Sempre di Israele?

Un nostro lettore da Parigi ha chiesto discretamente a chi gli aveva regalato l’abbonamento se non fossimo un po’ antisemiti… “parlano sempre di Israele…”. Anche se sembra un po’ paradossale, visto che si riferisce a numeri in cui abbiamo pubblicato interviste decisamente favorevoli a Israele e al sionismo, questo ci sembra un buon argomento. C’è il Darfur, c’è di peggio al mondo, perché sempre Israele? Val la pena pensarci. Comunque la domanda “sono antisemita?” è una di quelle che possono accompagnare i nostri esercizi di autocoscienza per tutta la vita. Non è la sola però.

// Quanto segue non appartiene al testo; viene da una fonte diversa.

use crate::config::{Config, DEFAULT_CONFIG_NAME};
use crate::workspace::{load_database, save_database};
use anyhow::Result;
use clap::Args;
use colored::Colorize;
use std::fs;
use std::path::Path;

#[derive(Debug, Args)]
pub struct InitArgs {
    /// Title of the first story
    #[arg(short, long, default_value = "My story")]
    pub title: String,

    /// Id of the first story
    #[arg(short, long, default_value = "story-1")]
    pub story_id: String,

    /// Database file, relative to the current directory
    #[arg(short, long, default_value = "stories.db.json")]
    pub database: String,

    /// Force overwrite existing config
    #[arg(short, long)]
    pub force: bool,
}

pub fn init(args: InitArgs, cwd: &Path) -> Result<()> {
    let config_path = cwd.join(DEFAULT_CONFIG_NAME);

    if config_path.exists() && !args.force {
        println!(
            "{} {} already exists",
            "⚠️".yellow(),
            DEFAULT_CONFIG_NAME.bright_white()
        );
        println!("Use --force to overwrite");
        return Ok(());
    }

    println!("{}", "📝 Initializing stories...".bright_blue().bold());

    let config = Config {
        database: args.database.clone(),
        story_id: Some(args.story_id.clone()),
        ..Config::default()
    };

    let database_path = config.database_path(cwd);
    let mut db = load_database(&database_path)?;
    if db.story(&args.story_id).is_none() {
        let story = db.create_story(&args.story_id, &args.title);
        save_database(&database_path, &db)?;
        println!(
            "  {} Created story {} ({})",
            "✓".green(),
            story.title.bright_white(),
            story.story_id.dimmed()
        );
    }

    fs::write(&config_path, serde_json::to_string_pretty(&config)?)?;
    println!("  {} Created {}", "✓".green(), DEFAULT_CONFIG_NAME);
    println!();
    println!("{}", "✅ Stories initialized!".green().bold());
    println!();
    println!("Next steps:");
    println!("  1. Run: stories add <parent-id> \"First page\"");
    println!("  2. Run: stories tree");

    Ok(())
}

Sono buone domande anche: “sono stato fascista?”, “sono diventato razzista?”, “sono maschilista?”. Per esempio, si può pensare che qualcuno che non si commuova più, mai, per la sofferenza dei palestinesi, che non ne parli più, che non voglia sapere cosa succede loro, che provi anzi una certa insofferenza se si accenna ai loro diritti, la domanda “sono diventato razzista?” possa anche farsela, per trovare certamente una risposta anche ragionevole e rassicurante, negativa, cioè. Ma farsi la domanda serve.
Dunque: perché parliamo sempre di Israele?